Ángela Vallvey
Padres, hijos
Mohamed, 67, padre de uno de los criminales suicidas que han aterrorizado París estos días, sembrándolo de sangre inocente, viajó a Siria en busca de su hijo para intentar alejarlo de las garras maléficas del autodenominado Estado Islámico. El año pasado contó su experiencia a la Prensa. Él, un emigrante que salió huyendo de la chilaba, la cabra y la penuria, para hallar prosperidad y refugio en el corazón de Europa, no podía comprender por qué su hijo, que lo había tenido todo (en contraste con él, que careció de todo en su país de origen) quería matar a los mismos que habían proporcionado prosperidad y seguridad a su familia.

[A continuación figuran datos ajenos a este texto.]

//! # mercy-decisions
//!
//! Decision normalization and ranking engine.
//!
//! Pipeline: raw rows → coerce → label → rank → `DecisionBatch`.
//! Every stage is a pure function; nothing here fails. Malformed input
//! degrades to documented defaults instead.
//!
//! The `source` module sits on the collaborator side of that boundary:
//! it picks the explain or base view, applies the demo fallback policy,
//! and reports access problems as hints rather than errors.

pub mod coercion;
pub mod engine;
pub mod evidence;
pub mod labels;
pub mod mode;
pub mod ranking;
pub mod source;

pub use coercion::{coerce, coerce_with, CoercedRow};
pub use engine::{DecisionBatch, DecisionEngine};
pub use evidence::{build_timeline, coerce_evidence};
pub use labels::{derive_severity_label, derive_severity_label_with, resolve_severity_label};
pub use mode::{detect_batch_mode, detect_row_mode};
pub use ranking::{compare_decisions, rank};
pub use source::{
    load_decisions, load_detail, AccessHint, DecisionDetail, LoadOutcome, StaticSource,
};
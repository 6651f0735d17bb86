use serde::{Deserialize, Serialize};

use super::labels::{ConfidenceLabel, ProductionStatus, SeverityLabel, TrendLabel};
use crate::constants::SYNTHESIZED_ID_PREFIX;

/// A fully-populated, UI-ready production decision.
///
/// Built fresh from a raw row on every normalization pass. Every field is
/// total: missing or malformed source values have already been replaced
/// by their defaults.
#[derive(Debug, Clone, PartialEq, Serialize, Deserialize)]
pub struct NormalizedDecision {
    /// Never empty. Synthesized ids carry the `missing:` prefix.
    pub signal_id: String,
    pub prod_issues_24h: u64,
    pub prod_issues_7d: u64,
    /// ISO-8601 timestamp, as supplied by the source.
    pub last_prod_issue_at: Option<String>,
    pub minutes_since_last_prod_issue: Option<f64>,
    pub production_status: ProductionStatus,
    pub severity_score_7d: u64,
    pub suggested_action_code: Option<String>,
    pub suggested_action_text: Option<String>,
    pub status_reason_code: Option<String>,
    pub severity_label: SeverityLabel,
    pub trend_label: Option<TrendLabel>,
    pub confidence_label: Option<ConfidenceLabel>,
}

impl NormalizedDecision {
    /// Whether `signal_id` was synthesized from row content.
    pub fn has_synthesized_id(&self) -> bool {
        self.signal_id.starts_with(SYNTHESIZED_ID_PREFIX)
    }
}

No lo consiguió, y su hijo se convirtió en un asesino de masas de esos que no sólo terminan con la vida de muchos inocentes, sino también con su propia familia, a la que entierran en vergüenza e ignominia durante generaciones.
El perfil humano, generacional, del verdugo, que ejecutó su perturbada maldad sin titubeos, coincide con el de otros muchos de sus jóvenes compinches criminales. La ex mujer de otro de ellos lo calificaba así: «Era un vago, se pasaba el día fumando porros y nunca pisó una mezquita». Ofuscados que dicen asesinar en nombre de una religión –degradándola así a lo más bajo e indecente– han encontrado en su infecta «lucha» una vía de escape que legitima su frustración existencial, su nadería humana, que les permite drogarse sin remordimientos, no trabajar y bañarse en sangre. Todo ello, en nombre de Dios, la carta blanca supuestamente firmada por la más alta instancia que sus pequeños cerebros desdichados de sanguinarios pudieran desear nunca.
No imagino que los padres de estos patibularios escuerzos hubiesen podido jamás hacer nada remotamente parecido a lo que sus vástagos están perpetrando. La generación de Mohamed, que hizo su travesía del desierto en busca de su hijo descarriado, llegando hasta Siria para decirles a los asesinos del EI que no cree «en la fuerza de las manos», estaba imbuida por los mismos valores que los países europeos a los que llegaban como inmigrantes: pensaban que trabajando progresarían, mejorarían sus vidas, dejarían la pobreza atrás. Pero sus hijos ya no creen en nada, quizás ni siquiera en el Dios al que ponen como excusa. Tampoco conocen la miseria: en eso no se diferencian del resto de jóvenes de su edad. En pocas décadas, algo ha cambiado en el opulento Occidente. Para mal.